The fudge post we’re talking about here was a recipe which I developed for a client project I’m working on, so I wasn’t able to share the recipe and still can’t! Sorry folks. If my Nachtmusik Chocolate Liqueur Fudge wasn’t good enough for you then here’s another one: White Chocolate Butterscotch Fudge.
This fudge is just as smooth and just as tasty as my client recipe, although quite different from the perspective of how it’s made (hint: not in a Thermomix) and the ingredients used. Nevertheless it’s still incredible and it’s what you’ve been waiting for, so you can stop hounding me for the recipe.
White Chocolate Butterscotch Fudge
As mentioned (and stressed) in my previous fudge recipe, you HAVE to cook this at the right temperature and for long enough. Do not rush this. That means making this when you have enough time and you aren’t trying to juggle a hundred different things because you need to stir it and you need to keep an eye on the temperature. This also means you need a candy or sugar thermometer to make life a lot easier for yourself and to ensure a successfully made batch of fudge.
Please also remember to be extremely careful when working with hot sugar because it’s really dangerous and can cause seriously bad burns. No licking of spoons, no dipping of fingers and definitely no kids left unattended to make this.
- 200g white chocolate, chips or grated (I use Afrikoa 30% White Chocolate)
- 1 small tin condensed milk
- 160g white sugar
- 120g butter, diced
- 130g golden syrup
- 1 tsp vanilla extract
- 1/4 tsp sea salt
- Line a square or rectangular baking tin (mine is the perfect size at 26 x 16 x 5cm) with baking paper.
- Place the condensed milk, sugar, butter, golden syrup, vanilla and sea salt in a heavy-based pot with high sides and bring up 100°C while stirring continuously (use the thermometer to measure this), cooking for around 10 minutes.

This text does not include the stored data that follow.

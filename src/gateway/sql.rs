//! Plan → PostgreSQL translation for SQL-speaking backends.
//!
//! Values never appear in the query text; they are bound as `$n`
//! parameters. The rendered text is parsed back with `sqlparser` before it
//! leaves the adapter, so a malformed query is caught here rather than by
//! the backend.

use serde::Serialize;
use sqlparser::dialect::PostgreSqlDialect;
use sqlparser::parser::Parser;

use super::{ExecutionError, ExecutionResult};
use crate::model::{Aggregation, FilterValue, TriState};
use crate::planner::{
    JoinType, MetricField, Predicate, QueryPlan, ScalarQueryPlan, TableColumn,
};

/// Query text plus positional parameters.
#[derive(Debug, Clone, PartialEq, Serialize)]
pub struct RenderedQuery {
    pub sql: String,
    pub params: Vec<FilterValue>,
}

/// Renders plans as parameterized PostgreSQL.
#[derive(Debug, Clone, Copy, Default)]
pub struct SqlRenderer;

impl SqlRenderer {
    pub fn new() -> Self {
        Self
    }

    /// Render a row query.
    pub fn render(&self, plan: &QueryPlan) -> ExecutionResult<RenderedQuery> {
        let mut params = Vec::new();
        let mut sql = String::from("SELECT ");

        let select: Vec<String> = plan
            .projections
            .iter()
            .map(|p| format!("{} AS {}", column(&p.source), quote(&p.output_name)))
            .collect();
        sql.push_str(&select.join(", "));

        sql.push_str(" FROM ");
        sql.push_str(&quote(&plan.base_entity));

        for join in &plan.joins {
            let keyword = match join.join_type {
                JoinType::Left => "LEFT JOIN",
            };
            sql.push_str(&format!(" {} {}", keyword, quote(&join.entity)));
            if join.alias != join.entity {
                sql.push_str(&format!(" AS {}", quote(&join.alias)));
            }
            sql.push_str(&format!(
                " ON {} = {}",
                column(&join.left),
                column(&join.right)
            ));
        }

        if !plan.predicates.is_empty() {
            let conditions: Vec<String> = plan
                .predicates
                .iter()
                .map(|p| predicate(p, &mut params))
                .collect();
            sql.push_str(" WHERE ");
            sql.push_str(&conditions.join(" AND "));
        }

        sql.push_str(&format!(" LIMIT {}", plan.limit));

        validate(&sql)?;
        Ok(RenderedQuery { sql, params })
    }

    /// Render a scalar aggregate.
    pub fn render_scalar(&self, plan: &ScalarQueryPlan) -> ExecutionResult<RenderedQuery> {
        let argument = match &plan.field {
            MetricField::All => "*".to_string(),
            MetricField::Column(c) => quote(c),
        };
        let function = match plan.aggregation {
            Aggregation::Count => "COUNT",
            Aggregation::Sum => "SUM",
            Aggregation::Avg => "AVG",
            Aggregation::Min => "MIN",
            Aggregation::Max => "MAX",
        };
        let sql = format!(
            "SELECT {}({}) AS \"value\" FROM {}",
            function,
            argument,
            quote(&plan.entity)
        );

        validate(&sql)?;
        Ok(RenderedQuery {
            sql,
            params: Vec::new(),
        })
    }
}

fn quote(ident: &str) -> String {
    format!("\"{}\"", ident.replace('"', "\"\""))
}

fn column(c: &TableColumn) -> String {
    format!("{}.{}", quote(&c.table), quote(&c.column))
}

fn bind(params: &mut Vec<FilterValue>, value: FilterValue) -> String {
    params.push(value);
    format!("${}", params.len())
}

fn predicate(p: &Predicate, params: &mut Vec<FilterValue>) -> String {
    let col = column(p.column());
    match p {
        Predicate::Eq { value, .. } => format!("{} = {}", col, bind(params, value.clone())),
        Predicate::Neq { value, .. } => format!("{} <> {}", col, bind(params, value.clone())),
        Predicate::Gt { value, .. } => format!("{} > {}", col, bind(params, value.clone())),
        Predicate::Gte { value, .. } => format!("{} >= {}", col, bind(params, value.clone())),
        Predicate::Lt { value, .. } => format!("{} < {}", col, bind(params, value.clone())),
        Predicate::Lte { value, .. } => format!("{} <= {}", col, bind(params, value.clone())),
        Predicate::Like { pattern, .. } => {
            format!("{} LIKE {}", col, bind(params, FilterValue::text(pattern)))
        }
        Predicate::Ilike { pattern, .. } => {
            format!("{} ILIKE {}", col, bind(params, FilterValue::text(pattern)))
        }
        Predicate::Is { value, .. } => {
            let keyword = match value {
                TriState::True => "TRUE",
                TriState::False => "FALSE",
                TriState::Null => "NULL",
            };
            format!("{} IS {}", col, keyword)
        }
    }
}

fn validate(sql: &str) -> ExecutionResult<()> {
    let statements = Parser::parse_sql(&PostgreSqlDialect {}, sql)
        .map_err(|e| ExecutionError::Untranslatable(e.to_string()))?;
    if statements.len() != 1 {
        return Err(ExecutionError::Untranslatable(format!(
            "expected one statement, rendered {}",
            statements.len()
        )));
    }
    Ok(())
}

- You then need to increase the temperature to between 115°C – 120°C, continuing to stir and cooking for 20 more minutes.
- You’ll need to work fast from the next step onwards…
- Remove the pot from the heat, add the chocolate and stir until completely melted.
- Quickly pour the mixture into your prepared tin (you need the mixture to be melted and glossy when doing this) and smooth over the top with a pallet knife or the back of a spoon. Do not mix the fudge once it’s in the pan!
- Allow fudge to cool for at least 2 hours before popping into the fridge to set overnight before cutting into pieces.
- Store in an airtight container or glass jar, if it lasts that long after cutting it.